IEEE 754 Machine Numbers and Machine Arithmetic

In order to make numerical programs more portable between different machines, the IEEE 754 standard defines machine numbers and how arithmetic operations should be performed. Virtually all current computers comply with this standard.

William Kahan and the History of IEEE 754
Soon after its conception in 1977 this standard has been implemented by virtually all numerical processors.

Machine Numbers

Machine numbers are stored as a sequence of k + n bits (each of which is 0 or 1):

s e₁ ... e_k d₂ ... d_n

For single precision numbers we have n=24, k=8.
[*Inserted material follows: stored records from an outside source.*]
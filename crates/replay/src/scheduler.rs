//! Adaptive tick pacing for hosts that drive the engine.

use crate::config::PacerConfig;
use crate::error::ReplayError;
use std::time::Duration;
use tracing::debug;

/// Chooses the interval until the next `tick`.
///
/// While the engine reports load, the interval widens by `stretch_step` per
/// tick up to `max_stretch` times nominal. It drops back to nominal as soon
/// as the load clears.
#[derive(Debug, Clone)]
pub struct TickPacer {
    config: PacerConfig,
    stretch: f64,
}

impl TickPacer {
    pub fn new(config: PacerConfig) -> Result<Self, ReplayError> {
        config.validate()?;
        Ok(Self::build(config))
    }

    fn build(config: PacerConfig) -> Self {
        Self {
            config,
            stretch: 1.0,
        }
    }

    /// Interval to wait before the next tick, given the current load signal.
    pub fn next_interval(&mut self, overloaded: bool) -> Duration {
        let previous = self.stretch;
        self.stretch = if overloaded {
            (self.stretch * self.config.stretch_step).min(self.config.max_stretch)
        } else {
            1.0
        };
        if (previous > 1.0) != (self.stretch > 1.0) {
            debug!(overloaded, stretch = self.stretch, "Tick pacing changed");
        }
        self.current_interval()
    }

    /// Interval last handed out.
    pub fn current_interval(&self) -> Duration {
        self.config.nominal_interval.mul_f64(self.stretch)
    }

    pub fn is_stretched(&self) -> bool {
        self.stretch > 1.0
    }

    pub fn nominal_interval(&self) -> Duration {
        self.config.nominal_interval
    }
}

impl Default for TickPacer {
    fn default() -> Self {
        Self::build(PacerConfig::default())
    }
}

#[cfg(test)]
mod tests {
    use super::*;

    #[test]
    fn test_nominal_without_load() {
        let mut pacer = TickPacer::default();
        assert_eq!(pacer.next_interval(false), Duration::from_millis(40));
        assert!(!pacer.is_stretched());
    }

    #[test]
    fn test_widens_under_load_up_to_cap() {
        let mut pacer = TickPacer::default();
        let first = pacer.next_interval(true);
        assert_eq!(first, Duration::from_millis(40).mul_f64(1.2));
        for _ in 0..10 {
            pacer.next_interval(true);
        }
        assert_eq!(
            pacer.current_interval(),
            Duration::from_millis(40).mul_f64(1.6)
        );
    }

    #[test]
    fn test_restores_when_load_clears() {
        let config = PacerConfig::default().with_nominal_interval(Duration::from_millis(10));
        let mut pacer = TickPacer::new(config).unwrap();
        pacer.next_interval(true);
        pacer.next_interval(true);
        assert!(pacer.is_stretched());
        assert_eq!(pacer.next_interval(false), Duration::from_millis(10));
    }

    #[test]
    fn test_rejects_shrinking_stretch() {
        let config = PacerConfig::default().with_stretch(-2.0, 1.6);
        assert!(matches!(
            TickPacer::new(config),
            Err(ReplayError::InvalidConfig(_))
        ));
    }
}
For double precision numbers we have n=53, k=11.

The sign is ``+'' for s=0 and ``-'' for s=1.

The exponent is obtained as e = (e₁ ... e_k )₂ - b where b = 2^k-1-2. The largest and smallest values of e are used to represent special values. Hence the smallest remaining value is e_min = 1 - b = 3 - 2^k-1, the largest remaining value is e_max = 2^k - 2 - b = 2^k-1.

For e_min <= e <= e_max we have: x = ±(.1d₂...d_n)₂ 2^e, representing normalized numbers
For e = e_min - 1 we have: x = ±(.0d₂...d_n)₂ 2^e_min, representing ±0 and subnormal numbers (aka denormalized numbers).
For e = e_max + 1 we have: x = ±Infinity if all d_j=0
x = NaN otherwise

Note: All numbers with sign "+", arranged by size from +0 up to +Infinity correspond to all the bit sequences (0 0...0 0...0) up to (0 1...1 0...0), arranged as binary integers. Therefore it is easy to compare two machine numbers, or to find the next smaller or larger machine number.

Rounding

Normally rounding ``to nearest'' is enabled. Let x_max be the largest machine number and x be an arbitrary real number.

For |x| > x_max: fl(x) = ±Infinity
otherwise: fl(x) is the nearest machine number. In the case of a tie the number with d_n=0 is chosen.

Other rounding modes are ``towards +Infinity'', ``towards -Infinity'', ``towards 0'' (chopping).

Machine Arithmetic

For addition, subtraction, multiplication, division and square roots of machine numbers the rounded exact result must be returned. E.g., adding two machine numbers x, y returns the machine number fl(x+y). For all combination of machine numbers (including ±0, ±Infinity, NaN) the result of the operation is well defined: E.g., 1/±0=±Infinity, Infinity+Infinity=Infinity, Infinity-Infinity=NaN, 0/0=NaN, 0*Infinity=NaN. Any arithmetic operation involving NaN returns NaN.

Note that there are two distinct machine numbers +0 and -0 which behave differently in expressions such as 1/0. However, IEEE 754 defines the comparison operator "==" such that +0==-0 is true. Note that NaN==NaN is defined as false.